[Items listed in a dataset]
_ _ _ _ _
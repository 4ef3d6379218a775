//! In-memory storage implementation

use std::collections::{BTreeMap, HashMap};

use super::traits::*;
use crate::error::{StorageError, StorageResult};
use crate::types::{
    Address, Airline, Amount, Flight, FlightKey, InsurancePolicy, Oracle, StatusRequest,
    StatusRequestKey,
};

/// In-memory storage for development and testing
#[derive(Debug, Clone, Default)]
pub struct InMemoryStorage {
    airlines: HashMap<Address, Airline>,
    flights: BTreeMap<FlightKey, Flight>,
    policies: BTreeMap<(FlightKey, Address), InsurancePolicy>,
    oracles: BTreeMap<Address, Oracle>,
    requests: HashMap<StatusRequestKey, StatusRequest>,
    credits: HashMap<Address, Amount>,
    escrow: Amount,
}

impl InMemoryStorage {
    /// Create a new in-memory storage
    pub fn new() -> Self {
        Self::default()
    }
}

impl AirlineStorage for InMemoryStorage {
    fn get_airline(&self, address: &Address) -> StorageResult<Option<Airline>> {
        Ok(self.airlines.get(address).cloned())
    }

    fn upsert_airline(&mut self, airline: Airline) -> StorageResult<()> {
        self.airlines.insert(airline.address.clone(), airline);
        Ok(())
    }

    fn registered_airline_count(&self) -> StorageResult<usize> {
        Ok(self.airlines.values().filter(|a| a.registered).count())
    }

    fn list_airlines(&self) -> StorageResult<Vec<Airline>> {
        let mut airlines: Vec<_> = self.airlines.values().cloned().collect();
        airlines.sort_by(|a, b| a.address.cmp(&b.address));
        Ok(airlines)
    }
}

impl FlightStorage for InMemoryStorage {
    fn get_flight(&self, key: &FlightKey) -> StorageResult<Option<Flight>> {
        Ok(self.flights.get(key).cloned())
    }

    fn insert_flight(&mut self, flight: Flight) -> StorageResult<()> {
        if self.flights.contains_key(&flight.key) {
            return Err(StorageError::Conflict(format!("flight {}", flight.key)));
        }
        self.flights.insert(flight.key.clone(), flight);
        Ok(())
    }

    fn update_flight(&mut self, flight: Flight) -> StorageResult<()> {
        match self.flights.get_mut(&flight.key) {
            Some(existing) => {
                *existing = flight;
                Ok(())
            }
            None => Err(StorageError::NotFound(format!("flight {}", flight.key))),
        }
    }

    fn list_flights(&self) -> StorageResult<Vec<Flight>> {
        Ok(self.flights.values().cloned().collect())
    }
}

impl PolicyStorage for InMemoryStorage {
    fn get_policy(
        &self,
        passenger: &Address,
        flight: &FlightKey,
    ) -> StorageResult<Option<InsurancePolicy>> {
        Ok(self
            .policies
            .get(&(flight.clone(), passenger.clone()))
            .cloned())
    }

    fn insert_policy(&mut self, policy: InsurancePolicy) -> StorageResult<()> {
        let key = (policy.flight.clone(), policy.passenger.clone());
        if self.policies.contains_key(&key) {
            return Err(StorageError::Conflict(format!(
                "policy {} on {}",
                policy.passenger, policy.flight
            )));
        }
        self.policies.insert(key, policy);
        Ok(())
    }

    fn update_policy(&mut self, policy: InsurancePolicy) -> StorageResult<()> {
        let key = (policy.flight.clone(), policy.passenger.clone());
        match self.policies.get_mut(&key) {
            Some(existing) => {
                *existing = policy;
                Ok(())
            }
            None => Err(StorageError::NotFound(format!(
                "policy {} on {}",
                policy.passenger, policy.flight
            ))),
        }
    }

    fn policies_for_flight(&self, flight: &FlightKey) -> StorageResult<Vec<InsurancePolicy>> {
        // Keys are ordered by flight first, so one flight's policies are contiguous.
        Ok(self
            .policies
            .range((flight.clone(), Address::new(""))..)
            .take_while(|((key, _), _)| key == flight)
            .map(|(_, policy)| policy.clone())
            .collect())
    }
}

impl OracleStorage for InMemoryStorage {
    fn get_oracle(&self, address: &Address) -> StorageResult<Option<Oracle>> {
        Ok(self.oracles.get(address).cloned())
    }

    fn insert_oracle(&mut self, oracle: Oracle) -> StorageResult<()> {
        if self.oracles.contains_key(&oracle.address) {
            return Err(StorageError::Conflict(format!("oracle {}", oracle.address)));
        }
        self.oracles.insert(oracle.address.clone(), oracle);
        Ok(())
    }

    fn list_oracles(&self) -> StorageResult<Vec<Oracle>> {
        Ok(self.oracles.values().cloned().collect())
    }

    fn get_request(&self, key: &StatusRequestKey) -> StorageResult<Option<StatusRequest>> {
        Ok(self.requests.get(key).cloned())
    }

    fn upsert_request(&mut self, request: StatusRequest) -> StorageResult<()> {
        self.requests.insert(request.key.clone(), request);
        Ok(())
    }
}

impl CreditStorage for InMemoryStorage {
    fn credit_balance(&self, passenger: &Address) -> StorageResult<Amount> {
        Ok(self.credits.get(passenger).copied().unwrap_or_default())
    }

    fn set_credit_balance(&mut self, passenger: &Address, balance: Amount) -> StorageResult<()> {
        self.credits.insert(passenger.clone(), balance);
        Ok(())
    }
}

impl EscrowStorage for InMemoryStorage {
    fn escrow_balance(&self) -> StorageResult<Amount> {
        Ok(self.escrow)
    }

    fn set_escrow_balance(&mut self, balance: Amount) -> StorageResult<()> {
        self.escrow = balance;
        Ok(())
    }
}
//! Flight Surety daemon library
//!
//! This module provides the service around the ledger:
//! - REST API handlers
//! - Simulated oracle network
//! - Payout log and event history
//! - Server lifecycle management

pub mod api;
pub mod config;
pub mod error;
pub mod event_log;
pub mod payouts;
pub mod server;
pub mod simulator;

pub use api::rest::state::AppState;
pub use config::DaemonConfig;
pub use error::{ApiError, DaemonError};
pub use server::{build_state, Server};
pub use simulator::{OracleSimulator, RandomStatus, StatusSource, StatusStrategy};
_ _ _ _ _
Work item: Search the data for the string "NotFound". List each line that has it.

Answer area:
            None => Err(StorageError::NotFound(format!("flight {}", flight.key))),
            None => Err(StorageError::NotFound(format!(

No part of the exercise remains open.